Breve antefatto.
Il mio acculturatissimo amico Stefano un giorno mi disse: Aò, se te voi legge’ un libro de Cristo te devi legge’ Q dei Wu Ming. Però cercalo col nome Luther Blisset. E poi chiudite ‘n casa, non di’ niente a nessuno. Perché è un libro scomodo, pubblicato prima solo all’estero perché in Italia, lo sai, er Vaticano, er Potere, Blablacar e i negozianti di via Merulana non lo volevano. E poi gli autori so’ italiani, so’ dei geni, fìdati. E poi usò un’espressione tipo: so’ il “non più ultras”. Quindi io, credendo di avere a che fare con degli ex-facinorosi che andavano allo stadio con Stefano ma che essendo stati daspati si sono appassionati alle cose di Cristo, mi sono comprato questo libro. Ma poi sfogliandolo ho visto che era scritto piccolopiccolo e fittofitto e allora ho perso coraggio e convinzione e l’ho messo dove nessuno dovrebbe metterlo, ovvero vicino a Baby, ovvero in un angolo. Fino a quando mi sono imbattuto in Cantalamappa: ghiottissima occasione per sembrare un lettore conscious e impegnato leggendo però un libro di storie per bambini. Haicapitochevòlpe (cit. Vito Catozzo)?
Approccio.
Cantalamappa intanto è proprio un bel titolo dimmerda perché suona tale e quale a Scartalacarta, che mi fa schifo anche solo a scriverlo, ma provo a non farci caso e sottopongo il libro alla mia principessina con la stessa cura di un sacerdote che passa il calice del vino al chirichetto: lei mi guarda diffidente come quando provo a rifilarle i broccoli vantando le loro proprietà nutritive. Non sarà facile ma ci proverò, mi dico.
Svolgimento
Il libro a lei piace e a me pure. E’ scritto in modo chiaro, sul confine tra il facile ed il difficile, abbastanza da non dover interrompere la lettura ogni venti secondi. Il filo carloconti della faccenda è rappresentato dalle testimonianze che Guido e Adele, una coppia di sessantenni genitori dei fiori, hanno raccolto in un grande libro-atlante: aneddoti, curiosità, souvenir, appunti di mille viaggi in posti veri, strani, inventati, passati, futuri, anteriori, interiori, imperfetti.

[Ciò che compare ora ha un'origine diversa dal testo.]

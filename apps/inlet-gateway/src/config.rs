use std::net::SocketAddr;
use std::path::PathBuf;

use anyhow::{Context, Result};
use inlet_backend::BackendConfig;
use inlet_core::Channel;

#[derive(Debug, Clone)]
pub struct GatewayConfig {
    pub addr: SocketAddr,
    /// Work queue and fingerprint cache fall back to in-process versions when unset.
    pub nats_url: Option<String>,
    pub channels_file: Option<PathBuf>,
    pub backend: BackendConfig,
}

impl GatewayConfig {
    pub fn from_env() -> Result<Self> {
        let addr = env_string("INLET_ADDR").unwrap_or_else(|| "0.0.0.0:8080".into());
        let addr = addr
            .parse()
            .with_context(|| format!("invalid INLET_ADDR: {addr}"))?;
        Ok(Self {
            addr,
            nats_url: env_string("NATS_URL"),
            channels_file: env_string("INLET_CHANNELS_FILE").map(PathBuf::from),
            backend: BackendConfig::from_env()?,
        })
    }

    /// Channels to seed into the store at startup.
    pub fn load_channels(&self) -> Result<Vec<Channel>> {
        let Some(path) = &self.channels_file else {
            return Ok(Vec::new());
        };
        let raw = std::fs::read(path)
            .with_context(|| format!("unable to read channels file {}", path.display()))?;
        serde_json::from_slice(&raw)
            .with_context(|| format!("invalid channels file {}", path.display()))
    }
}

fn env_string(name: &str) -> Option<String> {
    std::env::var(name)
        .ok()
        .map(|v| v.trim().to_string())
        .filter(|v| !v.is_empty())
}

L’intento risulta chiaro dopo poco: creare delle storie di fantasia intorno a temi che invece sono reali, controversi, spinosi, difficili, dimenticati, lontani dagli occhi e dal cuore. O in altri casi semplicemente far accendere lampadine dove di proposito sono stati spenti i riflettori.
Le storie
Le storie sono una quindicina. Ce n’è una sulla leggenda dell’Allghoi Khorhoi – il verme mongolo della morte – che si aggira nel deserto del Gobi, e una sulla leggenda dello Zodiaco del Somerset. C’è la vera storia delle paperelle che (insieme a castori, tartarughe e ranocchie) cadono dalla nave, escono dal container e se ne vanno a spasso per l’oceano con tuttagènte sulle sponde di dappertùtto a raccoglierle, e quella dell’Isola delle Rose, piattaforma artificiale costruita nell’Adriatico da un ingegnere bolognese che la autoproclamò Stato indipendente – fino a quando venne smantellata. Poi si ripercorre la storia di Dolcino e Margherita, comunardi apostolici che difendono i poveri dai soprusi dei ricchi e finiscono arsi dall’ecclesiastico di turno. La faccenda della città centro del mondo, che in realtà non lo è, ma voleva tanto esserlo. E poi Hvítserkur, il troll islandese crostificato. L’arrampicata dei prigionieri italiani sul monte Kenia, raccontata anche da Felice Benuzzi in questo libro. Rapa Nui, l’isola di Pasqua che ha fatto una finaccia, metafora della stupidità umana. E ancora, la Iugoslavia ed il suo spezzettamento indipendentista, il cinema in mezzo al deserto del Sinai in Egitto (foto qui), Vittorio Bottego e le sue “imprese” africane raccontate dal punto di vista indigeno, la diga del Vajont e quello che c’era dietro (oltre all’acqua). E credo di averle riportate tutte, o perlomeno perlopiù perlofòrse allorquàndo allordòve.
Sconclusioni
A fine lettura si rimane con la voglia di approfondire molti argomenti, che è una cosa buona. Non sempre però la narrazione scorre bene, ed in vari tratti la 7enne a cui mi rivolgevo era molto meno interessata di me. Quindi un libro che nasce da un’idea brillante e che offre ottimi spunti ma che spesso incespica, al netto delle illustrazioni a cura di Paolo Domeniconi che sono meravigliose ed efficaci.
Buonanotte a tutti (tranne che ai biechi neri).